■ TO DO: Using the records below, copy out exactly the line that contains "pub mod domain;" and every line that follows it, up to and including the last, and no others.

═════ GIVEN DATA ═════

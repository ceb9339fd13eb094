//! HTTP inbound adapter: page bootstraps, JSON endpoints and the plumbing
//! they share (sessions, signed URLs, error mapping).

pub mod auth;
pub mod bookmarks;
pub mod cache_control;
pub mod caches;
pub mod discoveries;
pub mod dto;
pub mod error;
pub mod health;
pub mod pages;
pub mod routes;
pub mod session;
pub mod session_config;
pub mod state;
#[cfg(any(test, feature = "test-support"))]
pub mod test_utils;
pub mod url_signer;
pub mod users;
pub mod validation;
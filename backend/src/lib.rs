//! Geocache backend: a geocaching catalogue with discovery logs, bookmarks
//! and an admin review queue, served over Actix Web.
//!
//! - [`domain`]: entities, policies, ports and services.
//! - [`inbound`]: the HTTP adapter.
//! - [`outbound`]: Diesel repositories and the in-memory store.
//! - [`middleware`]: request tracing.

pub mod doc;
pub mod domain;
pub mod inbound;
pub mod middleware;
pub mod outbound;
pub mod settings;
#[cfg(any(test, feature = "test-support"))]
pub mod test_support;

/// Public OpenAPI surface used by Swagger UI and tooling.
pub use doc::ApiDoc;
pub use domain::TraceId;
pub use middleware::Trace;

═════

■ TASK ANSWER:
pub mod domain;
pub mod inbound;
pub mod middleware;
pub mod outbound;
pub mod settings;
#[cfg(any(test, feature = "test-support"))]
pub mod test_support;

/// Public OpenAPI surface used by Swagger UI and tooling.
pub use doc::ApiDoc;
pub use domain::TraceId;
pub use middleware::Trace;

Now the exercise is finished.